■ Data excerpts
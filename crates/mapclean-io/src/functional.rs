use std::path::Path;

use mapclean_image::{Image, ImageSize};

use crate::error::IoError;

/// A decoded 8-bit image with the channel layout of the source file.
#[derive(Debug, Clone)]
pub enum GenericImage {
    /// 8-bit grayscale image
    L8(Image<u8, 1>),
    /// 8-bit RGB image
    Rgb8(Image<u8, 3>),
    /// 8-bit RGB image with alpha channel
    Rgba8(Image<u8, 4>),
}

impl GenericImage {
    /// The size of the decoded image.
    pub fn size(&self) -> ImageSize {
        match self {
            GenericImage::L8(img) => img.size(),
            GenericImage::Rgb8(img) => img.size(),
            GenericImage::Rgba8(img) => img.size(),
        }
    }

    /// The number of channels of the decoded image.
    pub fn num_channels(&self) -> usize {
        match self {
            GenericImage::L8(_) => 1,
            GenericImage::Rgb8(_) => 3,
            GenericImage::Rgba8(_) => 4,
        }
    }
}

/// Reads an image from the given file path.
///
/// The method tries to read from any image format supported by the image crate,
/// guessing the format from the file content. Grayscale sources decode to
/// [`GenericImage::L8`], colour sources to [`GenericImage::Rgb8`] and sources
/// with alpha to [`GenericImage::Rgba8`]; deeper bit depths are reduced to 8 bits.
///
/// # Arguments
///
/// * `file_path` - The path to a valid image file.
///
/// # Errors
///
/// [`IoError::FileDoesNotExist`] for a missing path and
/// [`IoError::ImageDecodeError`] when the content cannot be decoded.
pub fn read_image_any(file_path: impl AsRef<Path>) -> Result<GenericImage, IoError> {
    let file_path = file_path.as_ref();

    // verify the file exists
    if !file_path.exists() {
        return Err(IoError::FileDoesNotExist(file_path.to_path_buf()));
    }

    let img = image::ImageReader::open(file_path)?
        .with_guessed_format()?
        .decode()?;

    let size = ImageSize {
        width: img.width() as usize,
        height: img.height() as usize,
    };

    let color = img.color();
    let image = if !color.has_color() && !color.has_alpha() {
        GenericImage::L8(Image::new(size, img.into_luma8().into_raw())?)
    } else if color.has_alpha() {
        GenericImage::Rgba8(Image::new(size, img.into_rgba8().into_raw())?)
    } else {
        GenericImage::Rgb8(Image::new(size, img.into_rgb8().into_raw())?)
    };

    log::debug!(
        "decoded {} as {:?} {}",
        file_path.display(),
        color,
        image.size()
    );

    Ok(image)
}

#[cfg(test)]
mod tests {
    use super::*;
    use crate::png::{write_image_png_mono8, write_image_png_rgb8};

    #[test]
    fn read_any_mono8() -> Result<(), IoError> {
        let tmp_dir = tempfile::tempdir()?;
        let file_path = tmp_dir.path().join("map.png");

        let image = Image::<u8, 1>::new([3, 2].into(), vec![0, 50, 100, 150, 200, 250])?;
        write_image_png_mono8(&file_path, &image)?;

        match read_image_any(&file_path)? {
            GenericImage::L8(decoded) => assert_eq!(decoded, image),
            other => panic!("unexpected layout with {} channels", other.num_channels()),
        }

        Ok(())
    }

    #[test]
    fn read_any_rgb8() -> Result<(), IoError> {
        let tmp_dir = tempfile::tempdir()?;
        let file_path = tmp_dir.path().join("map.png");

        let image = Image::<u8, 3>::from_size_val([4, 5].into(), 128)?;
        write_image_png_rgb8(&file_path, &image)?;

        let decoded = read_image_any(&file_path)?;
        assert_eq!(decoded.num_channels(), 3);
        assert_eq!(decoded.size().width, 4);
        assert_eq!(decoded.size().height, 5);

        Ok(())
    }

    #[test]
    fn read_any_missing_file() {
        let res = read_image_any("does/not/exist.png");
        assert!(matches!(res, Err(IoError::FileDoesNotExist(_))));
    }

    #[test]
    fn read_any_garbage() -> Result<(), IoError> {
        let tmp_dir = tempfile::tempdir()?;
        let file_path = tmp_dir.path().join("map.png");
        std::fs::write(&file_path, b"definitely not an image")?;

        let res = read_image_any(&file_path);
        assert!(matches!(res, Err(IoError::ImageDecodeError(_))));

        Ok(())
    }
}
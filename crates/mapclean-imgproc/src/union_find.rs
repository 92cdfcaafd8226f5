/// A disjoint-set forest over provisional component labels.
///
/// Labels are added one at a time with [`UnionFind::make_set`]; the root of a
/// set is always its smallest label, so resolved labels keep raster order.
#[derive(Debug, Default)]
pub(crate) struct UnionFind {
    parent: Vec<u32>,
}

impl UnionFind {
    pub(crate) fn new() -> Self {
        Self::default()
    }

    /// Add a new singleton set and return its label.
    pub(crate) fn make_set(&mut self) -> u32 {
        let id = self.parent.len() as u32;
        self.parent.push(id);
        id
    }

    /// Returns the root of the set containing `id`, with path compression.
    pub(crate) fn find(&mut self, mut id: u32) -> u32 {
        let mut root = id;
        while self.parent[root as usize] != root {
            root = self.parent[root as usize];
        }

        // Go back and collapse the tree
        while self.parent[id as usize] != root {
            let next = self.parent[id as usize];
            self.parent[id as usize] = root;
            id = next;
        }

        root
    }

    /// Merge the sets containing `a` and `b`, returning the surviving root.
    pub(crate) fn union(&mut self, a: u32, b: u32) -> u32 {
        let ra = self.find(a);
        let rb = self.find(b);
        let (lo, hi) = if ra < rb { (ra, rb) } else { (rb, ra) };
        self.parent[hi as usize] = lo;
        lo
    }

    pub(crate) fn len(&self) -> usize {
        self.parent.len()
    }
}
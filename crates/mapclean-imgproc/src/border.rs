/// A border type used by the neighbourhood filters.
#[derive(Debug, Clone, Copy, PartialEq, Eq)]
pub enum BorderMode {
    /// Repeat the outermost row or column.
    ///
    /// Example: ...d c b a | a a a a...
    Replicate,

    /// Reflect around the edge pixel, excluding it.
    ///
    /// Example: ...d c b a | b c d e...
    Reflect101,
}

impl BorderMode {
    /// Map a possibly out-of-range index into `[0, len)`.
    ///
    /// `len` must be non-zero.
    #[inline]
    pub fn map_index(self, i: isize, len: usize) -> usize {
        match self {
            BorderMode::Replicate => i.clamp(0, len as isize - 1) as usize,
            BorderMode::Reflect101 => Self::reflect101(i, len),
        }
    }

    #[inline]
    fn reflect101(i: isize, len: usize) -> usize {
        if len == 1 {
            return 0;
        }
        let len = len as isize;
        let mut i = i;
        while i < 0 || i >= len {
            if i < 0 {
                i = -i;
            } else if i >= len {
                i = 2 * len - i - 2;
            }
        }
        i as usize
    }
}
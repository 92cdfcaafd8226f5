use std::path::Path;

use mapclean_imgproc::{gap_fill::GapFillParams, hough::HoughParams};
use serde::{Deserialize, Serialize};

use crate::error::PipelineError;

/// Parameters of the cleaning stages: denoise, binarize, close and fill.
#[derive(Debug, Clone, PartialEq, Serialize, Deserialize)]
#[serde(default)]
pub struct CleanConfig {
    /// Side of the median filter window, odd and at least 3.
    pub median_kernel: usize,
    /// Intensities strictly below this value are obstacles.
    pub binarize_threshold: u8,
    /// Intensity written for obstacles in the cleaned map.
    pub occupied_value: u8,
    /// Closing structuring element as `[height, width]`, both odd.
    pub close_kernel: [usize; 2],
    /// Gap filler parameters.
    pub fill: GapFillParams,
}

impl Default for CleanConfig {
    fn default() -> Self {
        Self {
            median_kernel: 3,
            binarize_threshold: 1,
            occupied_value: 255,
            close_kernel: [3, 5],
            fill: GapFillParams::default(),
        }
    }
}

/// Parameters of the edge and line extraction.
#[derive(Debug, Clone, PartialEq, Serialize, Deserialize)]
#[serde(default)]
pub struct EdgeConfig {
    /// Side of the gaussian blur window, odd.
    pub blur_kernel: usize,
    /// Canny hysteresis lower bound.
    pub canny_low: f32,
    /// Canny hysteresis upper bound.
    pub canny_high: f32,
    /// Probabilistic hough transform parameters.
    pub hough: HoughParams,
    /// RGB color of the drawn segments.
    pub line_color: [u8; 3],
    /// Thickness of the drawn segments, in pixels.
    pub line_thickness: usize,
}

impl Default for EdgeConfig {
    fn default() -> Self {
        Self {
            blur_kernel: 5,
            canny_low: 30.0,
            canny_high: 100.0,
            hough: HoughParams::default(),
            line_color: [0, 255, 0],
            line_thickness: 2,
        }
    }
}

/// Full configuration of the map cleaning pipeline.
///
/// Every field has a default, so a JSON file only needs the keys it changes:
///
/// ```
/// use mapclean::PipelineConfig;
///
/// let config = PipelineConfig::from_json_str(r#"{ "clean": { "fill": { "max_gap_size_cm": 40 } } }"#).unwrap();
/// assert_eq!(config.clean.fill.max_gap_size_cm, 40.0);
/// assert_eq!(config.clean.fill.resolution_cm_per_pixel, 5.0);
/// assert_eq!(config.edges.hough.threshold, 50);
/// ```
#[derive(Debug, Clone, Default, PartialEq, Serialize, Deserialize)]
#[serde(default)]
pub struct PipelineConfig {
    /// Cleaning stages.
    pub clean: CleanConfig,
    /// Edge and line extraction.
    pub edges: EdgeConfig,
    /// Verbose diagnostics.
    pub debug: bool,
}

impl PipelineConfig {
    /// Parse a configuration from a JSON string.
    pub fn from_json_str(json: &str) -> Result<Self, serde_json::Error> {
        serde_json::from_str(json)
    }

    /// Load a configuration from a JSON file.
    ///
    /// # Errors
    ///
    /// [`PipelineError::ConfigRead`] if the file cannot be read and
    /// [`PipelineError::InvalidConfig`] if it does not parse.
    pub fn from_json_file(path: impl AsRef<Path>) -> Result<Self, PipelineError> {
        let path = path.as_ref();
        let json = std::fs::read_to_string(path).map_err(|source| PipelineError::ConfigRead {
            path: path.to_path_buf(),
            source,
        })?;
        Self::from_json_str(&json).map_err(|source| PipelineError::InvalidConfig {
            path: path.to_path_buf(),
            source,
        })
    }
}

#[cfg(test)]
mod tests {
    use super::*;

    #[test]
    fn defaults() {
        let config = PipelineConfig::default();
        assert_eq!(config.clean.median_kernel, 3);
        assert_eq!(config.clean.close_kernel, [3, 5]);
        assert_eq!(config.clean.fill.kernel_width, 5);
        assert_eq!(config.edges.blur_kernel, 5);
        assert_eq!(config.edges.hough.max_line_gap, 20);
        assert_eq!(config.edges.line_color, [0, 255, 0]);
        assert!(!config.debug);
    }

    #[test]
    fn empty_json_is_default() -> Result<(), serde_json::Error> {
        assert_eq!(PipelineConfig::from_json_str("{}")?, PipelineConfig::default());
        Ok(())
    }

    #[test]
    fn json_round_trip() -> Result<(), serde_json::Error> {
        let mut config = PipelineConfig::default();
        config.edges.canny_low = 12.5;
        config.debug = true;

        let json = serde_json::to_string(&config)?;
        assert_eq!(PipelineConfig::from_json_str(&json)?, config);
        Ok(())
    }

    #[test]
    fn config_file_errors() -> Result<(), std::io::Error> {
        let tmp_dir = tempfile::tempdir()?;

        let missing = PipelineConfig::from_json_file(tmp_dir.path().join("missing.json"));
        assert!(matches!(missing, Err(PipelineError::ConfigRead { .. })));

        let path = tmp_dir.path().join("bad.json");
        std::fs::write(&path, "{ \"clean\": 3 }")?;
        let bad = PipelineConfig::from_json_file(&path);
        assert!(matches!(bad, Err(PipelineError::InvalidConfig { .. })));

        Ok(())
    }
}
/// Create a gaussian blur kernel.
///
/// A non-positive `sigma` is derived from the kernel size as
/// `0.3 * ((kernel_size - 1) * 0.5 - 1) + 0.8`; in that case kernels of size
/// 1, 3, 5 and 7 use the fixed binomial taps that conventional image
/// libraries use.
///
/// # Arguments
///
/// * `kernel_size` - The size of the kernel.
/// * `sigma` - The sigma of the gaussian kernel.
///
/// # Returns
///
/// A vector of the kernel, normalized to sum one.
pub fn gaussian_kernel_1d(kernel_size: usize, sigma: f32) -> Vec<f32> {
    if sigma <= 0.0 {
        let fixed: Option<&[f32]> = match kernel_size {
            1 => Some(&[1.0]),
            3 => Some(&[0.25, 0.5, 0.25]),
            5 => Some(&[0.0625, 0.25, 0.375, 0.25, 0.0625]),
            7 => Some(&[
                0.03125, 0.109375, 0.21875, 0.28125, 0.21875, 0.109375, 0.03125,
            ]),
            _ => None,
        };
        if let Some(taps) = fixed {
            return taps.to_vec();
        }
    }

    let sigma = if sigma <= 0.0 {
        0.3 * ((kernel_size as f32 - 1.0) * 0.5 - 1.0) + 0.8
    } else {
        sigma
    };

    let mut kernel = Vec::with_capacity(kernel_size);

    let mean = (kernel_size as f32 - 1.0) / 2.0;
    let sigma_sq = sigma * sigma;

    // compute the kernel
    for i in 0..kernel_size {
        let x = i as f32 - mean;
        kernel.push((-(x * x) / (2.0 * sigma_sq)).exp());
    }

    // normalize the kernel
    let norm = kernel.iter().sum::<f32>();
    kernel.iter_mut().for_each(|k| *k /= norm);
    kernel
}

/// Create the 3x3 sobel kernels as (derivative, smoothing) taps.
pub fn sobel_kernel_1d() -> ([i32; 3], [i32; 3]) {
    ([-1, 0, 1], [1, 2, 1])
}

■ To do
Find the word "else" in the records, and report each line that has it.

■ Solution to this task
    } else if color.has_alpha() {
    } else {
        let (lo, hi) = if ra < rb { (ra, rb) } else { (rb, ra) };
            } else if i >= len {
    } else {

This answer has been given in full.